Better history management

Open KaunWho opened this issue 4 years ago • 1 comments

As far as my understanding of how the downloader works is you provide it sub names, it searches the sub based on the criteria provided and downloads the data as requested. Every time I restart the download, it will restart from the beginning, de duplicating files and the whole 9 yards. In case I have not provided any start-end dates or a timeframe the download would try to get everything from the Sub before the API taps out at a 1000 requests.

I was wondering if you could create a management mechanism where the a json file is created for each sub added individually in each folder. One main json file will direct to individual mini (subreddit specific) json. It will check for the first 50 posts without me manually changing the timeframe and then if the file is already downloaded it will ignore it.

A better working example for the above mechanism is AssetKid's Raider. Works like a charm. Since you are already re-writing the program, I thought I would just share this. No worries if you cannot do this at the moment. Happy coding!

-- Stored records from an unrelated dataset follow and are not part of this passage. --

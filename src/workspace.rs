//! Workspace acquisition: resolve a repository reference into a scoped,
//! transient shallow checkout
//!
//! The clone runs through system git with an isolated environment. The
//! checkout directory lives exactly as long as the closure passed to
//! [`with_workspace`]; cleanup happens on every exit path, including a
//! failed clone and an unwinding closure.

use crate::core::error::{LensError, LensResult, ResultExt};
use std::path::Path;
use std::process::Command;

/// A parsed repository reference: the clonable URL plus an optional ref.
///
/// Derived by splitting the incoming URL on the `/tree/` branch marker.
#[derive(Debug, Clone, PartialEq, Eq)]
pub struct RepoReference {
  pub base_url: String,
  pub git_ref: Option<String>,
}

impl RepoReference {
  /// Parse a user-supplied URL.
  ///
  /// Supports forms like:
  ///   - `https://github.com/user/repo`
  ///   - `https://github.com/user/repo/tree/branch-name`
  ///
  /// The base URL is normalized to end with `.git`.
  pub fn parse(input: &str) -> Self {
    let (base, git_ref) = match input.split_once("/tree/") {
      Some((base, branch)) => (base, Some(branch.to_string())),
      None => (input, None),
    };

    let mut base_url = base.to_string();
    if !base_url.ends_with(".git") {
      base_url.push_str(".git");
    }

    Self { base_url, git_ref }
  }
}

/// Acquire a shallow checkout of `reference` and run `f` against it.
///
/// The temporary directory is removed when this function returns, whether
/// `f` succeeds, fails or panics. A non-zero clone exit tears the directory
/// down immediately and surfaces the child's stderr as
/// [`LensError::Acquisition`].
pub fn with_workspace<T>(
  reference: &RepoReference,
  f: impl FnOnce(&Path) -> LensResult<T>,
) -> LensResult<T> {
  let tmp = tempfile::Builder::new()
    .prefix("repolens-")
    .tempdir()
    .context("Failed to create workspace directory")?;

  clone_into(reference, tmp.path())?;

  // TempDir drops (and removes the checkout) on all paths out of here,
  // including unwinds from `f`.
  f(tmp.path())
}

fn clone_into(reference: &RepoReference, dest: &Path) -> LensResult<()> {
  let mut cmd = git_cmd();
  cmd.args(["clone", "--depth", "1"]);
  if let Some(git_ref) = &reference.git_ref {
    cmd.args(["--branch", git_ref]);
  }
  cmd.arg(&reference.base_url).arg(dest);

  let output = cmd.output().context("Failed to execute git clone")?;

  if !output.status.success() {
    let stderr = String::from_utf8_lossy(&output.stderr).trim().to_string();
    return Err(LensError::Acquisition { stderr });
  }

  Ok(())
}

/// Create a git command with an isolated environment
///
/// - Clears environment variables
/// - Whitelists only PATH and HOME
/// - Adds safe configuration overrides
fn git_cmd() -> Command {
  let mut cmd = Command::new("git");

  // Isolated environment (don't trust global config)
  cmd.env_clear();
  if let Ok(path) = std::env::var("PATH") {
    cmd.env("PATH", path);
  }
  if let Ok(home) = std::env::var("HOME") {
    cmd.env("HOME", home);
  }

  // Force safe behavior (override user config)
  cmd.arg("-c").arg("protocol.version=2");
  cmd.arg("-c").arg("advice.detachedHead=false");

  cmd
}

Raider: https://github.com/AssetKid/raider-release

Jun 17 '21 14:06 KaunWho

I would like to make RMD's rewrite smarter about resuming from previous downloads, but there are some difficulties around the many ways RMD allows you to filter posts, and Reddit's API not supporting combining those with date-time ranges. Currently, RMD manages this by simply skipping duplicate IDs, without needing to do any further downloading or processing.

However, I would like to implement automatic time-based skipping wherever possible, so I will see what can be done to support this sort of feature moving forward.

Jun 17 '21 23:06 shadowmoose